一种MIMO雷达波达方向估计方法和估计装置,MIMO雷达的天线阵列为用于发射信号并接收回波信号的M元均匀线阵;利用MIMO雷达天线阵列接收回波信号,对所述回波信号进行匹配滤波处理,得出接收数据(100);构造与MIMO雷达天线阵列阵元个数有关的可逆矩阵,利用所述可逆矩阵对所述接收数据进行降维处理,得出降维处理后数据(101);基于降维处理后数据构造所述接收数据的稀疏表示模型,基于所构造的稀疏表示模型对MIMO雷达波达方向进行估计(102)。

Description

一种MIMO雷达波达方向估计方法和装置 技术领域
本发明涉及波达方向估计技术,尤其涉及一种多输入多输出(Multiple-Input Multiple-Output,MIMO)雷达波达方向估计方法和装置。
背景技术
波达方向(Direction of arrival,DOA)估计作为阵列信号处理的重要研究内容之一,在声纳,雷达,无线通信系统等领域具有重要的应用价值。目前,现有的DOA估计理论已经发展得相对成熟,DOA估计方法如多重信号分类(Multiple Signal Classification,MUSIC)算法、旋转不变子空间算法(Estimating Signal Parameter via Rotational In variance Techniques,ESPRIT)算法应用比较广泛,但是在低信噪比、小快拍情况下该类算法性能急剧下降,不适合日趋复杂的通信环境。

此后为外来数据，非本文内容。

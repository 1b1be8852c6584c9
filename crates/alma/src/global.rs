//! Process-wide default registry
//!
//! [`DefaultRegistry`] is one namespace shared by variables of any value type.
//! A name is unique across the whole namespace: watching `"port"` as a `u16`
//! and then as a `String` fails unless overwrite is requested. Typed lookups
//! report [`AlmaError::TypeMismatch`] when the stored variable holds another
//! type.
//!
//! The instance behind [`default_registry`] is created on first use and lives
//! until the process exits. Tests and embedders that need isolation should
//! construct their own registry instead.

use std::any::{self, Any};
use std::collections::HashMap;
use std::fmt;
use std::sync::{Arc, OnceLock};

use parking_lot::RwLock;
use tracing::{debug, warn};

use crate::config::AlmaConfig;
use crate::error::{AlmaError, Result};
use crate::registry::WatchOptions;
use crate::variable::TrackedVariable;

static DEFAULT_CONFIG: OnceLock<AlmaConfig> = OnceLock::new();
static DEFAULT_REGISTRY: OnceLock<DefaultRegistry> = OnceLock::new();

struct Entry {
    type_name: &'static str,
    var: Arc<dyn Any + Send + Sync>,
}

impl Entry {
    fn new<T>(var: Arc<TrackedVariable<T>>) -> Self
    where
        T: Clone + Send + Sync + 'static,
    {
        Self {
            type_name: any::type_name::<T>(),
            var,
        }
    }

    fn downcast<T>(&self, name: &str) -> Result<Arc<TrackedVariable<T>>>
    where
        T: Clone + Send + Sync + 'static,
    {
        Arc::clone(&self.var)
            .downcast::<TrackedVariable<T>>()
            .map_err(|_| AlmaError::type_mismatch(name, any::type_name::<T>(), self.type_name))
    }
}

/// Single namespace of tracked variables with mixed value types
pub struct DefaultRegistry {
    vars: RwLock<HashMap<String, Entry>>,
    config: AlmaConfig,
}

impl DefaultRegistry {
    /// Create an empty namespace with default configuration
    pub fn new() -> Self {
        Self::with_config(AlmaConfig::default())
    }

    /// Create an empty namespace
    pub fn with_config(config: AlmaConfig) -> Self {
        Self {
            vars: RwLock::new(HashMap::new()),
            config,
        }
    }

    /// Configuration applied to new variables
    pub fn config(&self) -> &AlmaConfig {
        &self.config
    }

    /// Create and register a variable
    ///
    /// # Errors
    ///
    /// [`AlmaError::DuplicateName`] if `name` is taken by a variable of any
    /// type and overwrite was not requested.
    pub fn watch<T>(
        &self,
        name: impl Into<String>,
        initial: T,
        options: WatchOptions<T>,
    ) -> Result<Arc<TrackedVariable<T>>>
    where
        T: Clone + Send + Sync + 'static,
    {
        let name = name.into();
        let (options, overwrite) = options.into_variable_options(&self.config);

        if !overwrite && self.contains(&name) {
            return Err(AlmaError::duplicate_name(name));
        }
        let var = Arc::new(TrackedVariable::with_options(name.clone(), initial, options));

        let mut vars = self.vars.write();
        if !overwrite && vars.contains_key(&name) {
            return Err(AlmaError::duplicate_name(name));
        }
        match vars.insert(name.clone(), Entry::new(Arc::clone(&var))) {
            Some(previous) => debug!(
                variable = %name,
                previous_type = previous.type_name,
                "Replaced registered variable"
            ),
            None => debug!(
                variable = %name,
                value_type = any::type_name::<T>(),
                "Registered variable"
            ),
        }
        Ok(var)
    }

    /// Look up a registered variable holding `T`
    ///
    /// # Errors
    ///
    /// [`AlmaError::NotFound`] if nothing is registered under `name`, and
    /// [`AlmaError::TypeMismatch`] if the variable holds another type.
    pub fn get_var<T>(&self, name: &str) -> Result<Arc<TrackedVariable<T>>>
    where
        T: Clone + Send + Sync + 'static,
    {
        self.vars
            .read()
            .get(name)
            .ok_or_else(|| AlmaError::not_found(name))?
            .downcast(name)
    }

    /// Every registered variable holding `T`
    pub fn all_vars<T>(&self) -> HashMap<String, Arc<TrackedVariable<T>>>
    where
        T: Clone + Send + Sync + 'static,
    {
        self.vars
            .read()
            .iter()
            .filter_map(|(name, entry)| Some((name.clone(), entry.downcast::<T>(name).ok()?)))
            .collect()
    }

    /// Current value of every registered variable holding `T`
    pub fn snapshot<T>(&self) -> HashMap<String, T>
    where
        T: Clone + Send + Sync + 'static,
    {
        self.all_vars::<T>()
            .into_iter()
            .map(|(name, var)| (name, var.get()))
            .collect()
    }

    /// Remove a registration regardless of its type
    pub fn unregister(&self, name: &str) -> Result<()> {
        self.vars
            .write()
            .remove(name)
            .ok_or_else(|| AlmaError::not_found(name))?;
        debug!(variable = %name, "Unregistered variable");
        Ok(())
    }

    /// Whether `name` is registered under any type
    pub fn contains(&self, name: &str) -> bool {
        self.vars.read().contains_key(name)
    }

    /// Number of registered variables
    pub fn len(&self) -> usize {
        self.vars.read().len()
    }

    /// Whether nothing is registered
    pub fn is_empty(&self) -> bool {
        self.len() == 0
    }

    /// Registered names in sorted order
    pub fn names(&self) -> Vec<String> {
        let mut names: Vec<String> = self.vars.read().keys().cloned().collect();
        names.sort();
        names
    }
}

impl Default for DefaultRegistry {
    fn default() -> Self {
        Self::new()
    }
}

impl fmt::Debug for DefaultRegistry {
    fn fmt(&self, f: &mut fmt::Formatter<'_>) -> fmt::Result {
        write!(f, "DefaultRegistry({:?})", self.names())
    }
}

/// Configuration used by the default registry, read from the environment once
pub fn default_config() -> &'static AlmaConfig {
    DEFAULT_CONFIG.get_or_init(|| {
        AlmaConfig::load().unwrap_or_else(|err| {
            warn!("Falling back to default alma configuration: {}", err);
            AlmaConfig::default()
        })
    })
}

/// The process-wide registry behind [`watch`]
pub fn default_registry() -> &'static DefaultRegistry {
    DEFAULT_REGISTRY.get_or_init(|| {
        debug!("Creating default registry");
        DefaultRegistry::with_config(default_config().clone())
    })
}

/// Create a variable in the default registry
///
/// # Errors
///
/// [`AlmaError::DuplicateName`] if `name` is already registered.
pub fn watch<T>(name: impl Into<String>, initial: T) -> Result<Arc<TrackedVariable<T>>>
where
    T: Clone + Send + Sync + 'static,
{
    default_registry().watch(name, initial, WatchOptions::new())
}

/// [`watch`] with explicit options
pub fn watch_with<T>(
    name: impl Into<String>,
    initial: T,
    options: WatchOptions<T>,
) -> Result<Arc<TrackedVariable<T>>>
where
    T: Clone + Send + Sync + 'static,
{
    default_registry().watch(name, initial, options)
}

为了解决上述问题,提出了基于压缩感知理论的DOA估计算法;目前研究的基于压缩感知理论的DOA估计算法包括:针对DOA估计提出的一种l1-SVD算法(参见IEEE Trans.Signal Process.2005,53(8):3010-3022)、l1-SRACV算法(参见IEEE Trans.Signal Process.2011,59(2):629-638)和CMSR算法(参见IEEE Trans.Aerosp.Electron.Syst.2013,49(3))、实域l1-SVD算法(参见IEEE Antennas Wireless Propag.Lett.2013,12:376-379),然而这些算法运算复杂度较高。
发明内容
为解决上述技术问题,本发明实施例期望提供一种MIMO雷达波达方向估计方法和装置,能够降低进行MIMO雷达波达方向估计时的运算复杂度。
本发明的技术方案是这样实现的:
本发明实施例提供了一种多输入多输出MIMO雷达波达方向估计方 法,所述MIMO雷达的天线阵列为用于发射信号并接收回波信号的M元均匀线阵;所述方法包括:
利用MIMO雷达天线阵列接收回波信号,对所述回波信号进行匹配滤波处理,得出接收数据;
构造与MIMO雷达天线阵列阵元个数有关的可逆矩阵,利用所述可逆矩阵对所述接收数据进行降维处理,得出降维处理后数据;
基于降维处理后数据构造所述接收数据的稀疏表示模型,基于所构造的稀疏表示模型对MIMO雷达波达方向进行估计。
上述方案中,所述利用所述可逆矩阵对所述接收数据进行降维处理,得出降维处理后数据,包括:
利用预设的降维矩阵对接收数据进行第一次降维处理,得出第一降维数据;利用所述可逆矩阵对第一降维数据进行第二次降维处理,得出降维处理后数据。
上述方案中,所述利用所述可逆矩阵对第一降维数据进行第二次降维处理,得出降维处理后数据,包括:将所述可逆矩阵与所述第一降维数据相乘,得出降维处理后数据。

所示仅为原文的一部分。